In various example embodiments, the circuitries, parts, elements, and interfaces in the example device 500, including the at least one processor 510 and the at least one memory 520, may be coupled together via any suitable connections including, but not limited to, buses, crossbars, wiring and/or wireless lines, in any suitable ways, for example electrically, magnetically, optically, electromagnetically, and the like.

It is appreciated that the structure of the device on the side of the network device 150 is not limited to the above example device 500.

FIG. 6 shows a block diagram illustrating an example apparatus 600 for uplink transmission duration extension according to the example embodiments of the present disclosure.
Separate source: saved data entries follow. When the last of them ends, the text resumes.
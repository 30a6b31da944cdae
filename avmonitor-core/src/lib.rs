//! # avmonitor-core
//!
//! Platform-agnostic audio monitoring core library.
//!
//! Provides device cataloging, live passthrough monitoring with a
//! bounded buffer relay, FFT spectrum analysis, and scratch-file
//! recording with automatic playback. Platform backends implement the
//! `CaptureProvider`, `PlaybackSink`, `DeviceCatalog`, and
//! `PermissionProbe` traits and plug into the generic `AudioMonitor`.
//!
//! ## Architecture
//!
//! ```text
//! avmonitor-core (this crate)
//! ├── traits/       ← CaptureProvider, PlaybackSink, PermissionProbe, MonitorDelegate
//! ├── models/       ← MonitorError, PipelineState, MonitorConfig, InputDevice, etc.
//! ├── catalog       ← DeviceCatalog trait + filtering/ordering
//! ├── pipeline      ← CapturePipeline (device binding state machine)
//! ├── playback/     ← PlaybackGraph (player nodes), BufferRelay (SPSC drain)
//! ├── processing/   ← FormatConverter, WAV header generation
//! ├── spectrum      ← SpectrumAnalyzer (real FFT → magnitude bars)
//! ├── recorder      ← Recorder (scratch file + auto playback)
//! ├── storage/      ← RecordingWriter, metadata sidecar
//! └── monitor       ← AudioMonitor (generic orchestrator)
//! ```

pub mod catalog;
pub mod models;
pub mod monitor;
pub mod pipeline;
pub mod playback;
pub mod processing;
pub mod recorder;
pub mod spectrum;
pub mod storage;
pub mod traits;

// Re-export key types at crate root for convenience.
pub use catalog::DeviceCatalog;
pub use models::config::MonitorConfig;
pub use models::device::{InputDevice, MediaKind, PermissionState};
pub use models::error::MonitorError;
pub use models::recording::{RecordingMetadata, RecordingResult};
pub use models::state::{PipelineState, RecorderState};
pub use monitor::{AudioMonitor, MonitorSnapshot};
pub use pipeline::CapturePipeline;
pub use playback::graph::PlaybackGraph;
pub use playback::relay::BufferRelay;
pub use processing::converter::FormatConverter;
pub use recorder::Recorder;
pub use spectrum::{SpectrumAnalyzer, SpectrumSnapshot};
pub use storage::recording_writer::RecordingWriter;
pub use traits::capture_provider::{AudioBufferCallback, CaptureProvider, CaptureProviderFactory};
pub use traits::delegate::MonitorDelegate;
pub use traits::permissions::{PermissionCallback, PermissionProbe};
pub use traits::playback_sink::{CompletionCallback, PlaybackSink};
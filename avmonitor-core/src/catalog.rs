//! Device catalog: enumeration seam plus the filtering and ordering
//! applied to every device list before it reaches the UI.

use crate::models::device::{InputDevice, MediaKind};
use crate::models::error::MonitorError;

/// Enumerates input devices for a media kind.
///
/// Pure query against the platform media subsystem: no state, called
/// fresh on app start, permission changes, and connect/disconnect
/// notifications.
pub trait DeviceCatalog: Send + Sync {
    fn list_devices(&self, kind: MediaKind) -> Result<Vec<InputDevice>, MonitorError>;
}

/// Drop synthetic aggregate devices and sort by display name.
///
/// Name comparison is case-insensitive with the original spelling as a
/// tiebreaker, approximating a localized ascending sort.
pub fn filter_devices(mut devices: Vec<InputDevice>, excluded_fragments: &[String]) -> Vec<InputDevice> {
    devices.retain(|device| {
        !excluded_fragments
            .iter()
            .any(|fragment| device.name.contains(fragment))
    });
    devices.sort_by(|a, b| {
        a.name
            .to_lowercase()
            .cmp(&b.name.to_lowercase())
            .then_with(|| a.name.cmp(&b.name))
    });
    devices
}

#[cfg(test)]
mod tests {
    use super::*;

    fn device(id: &str, name: &str) -> InputDevice {
        InputDevice {
            id: id.into(),
            name: name.into(),
            kind: MediaKind::Audio,
            is_default: false,
        }
    }

    #[test]
    fn excludes_aggregate_devices() {
        let devices = vec![
            device("a", "Built-in Microphone"),
            device("b", "CADefaultDeviceAggregate-1234"),
        ];
        let filtered = filter_devices(devices, &["CADefaultDeviceAggregate".to_string()]);
        assert_eq!(filtered.len(), 1);
        assert_eq!(filtered[0].id, "a");
    }

    #[test]
    fn sorts_case_insensitively() {
        let devices = vec![
            device("a", "zoom Mic"),
            device("b", "AirPods"),
            device("c", "Blue Yeti"),
        ];
        let sorted = filter_devices(devices, &[]);
        let names: Vec<&str> = sorted.iter().map(|d| d.name.as_str()).collect();
        assert_eq!(names, vec!["AirPods", "Blue Yeti", "zoom Mic"]);
    }

    #[test]
    fn no_fragments_keeps_everything() {
        let devices = vec![device("a", "Mic A"), device("b", "Mic B")];
        assert_eq!(filter_devices(devices, &[]).len(), 2);
    }
}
The apparatus, for example, may be at least part of a terminal device such as the UE 110 in the above examples.

As shown in the FIG. 6, the example apparatus 600 may comprise: means 610 for receiving from a network device, at least one first indication indicating whether allowing the terminal device to extend an uplink transmission duration, during which uplink transmission is allowed, after expiry of a position validity duration; and means 620 for performing one of the following: extending the uplink transmission duration according to the at least one first indication if the at least one first indication allows the terminal device to extend the uplink transmission duration, until receiving from the network device a second indication indicating the terminal device to stop the uplink transmission duration, or extending the uplink transmission duration according to each of received multiple first indications if said each of the received multiple first indications allows the terminal device to extend the uplink transmission duration and stopping the uplink transmission duration when the uplink transmission duration extended according to said each of the first indications expires.

In some embodiments, an initial uplink transmission duration is a duration X which is a remainder of a timer for uplink time alignment or a configured value when the timer for uplink time alignment is infinite, the at least one first indication indicates a number M, and the apparatus 600 may comprise means for extending the uplink transmission duration by M times X.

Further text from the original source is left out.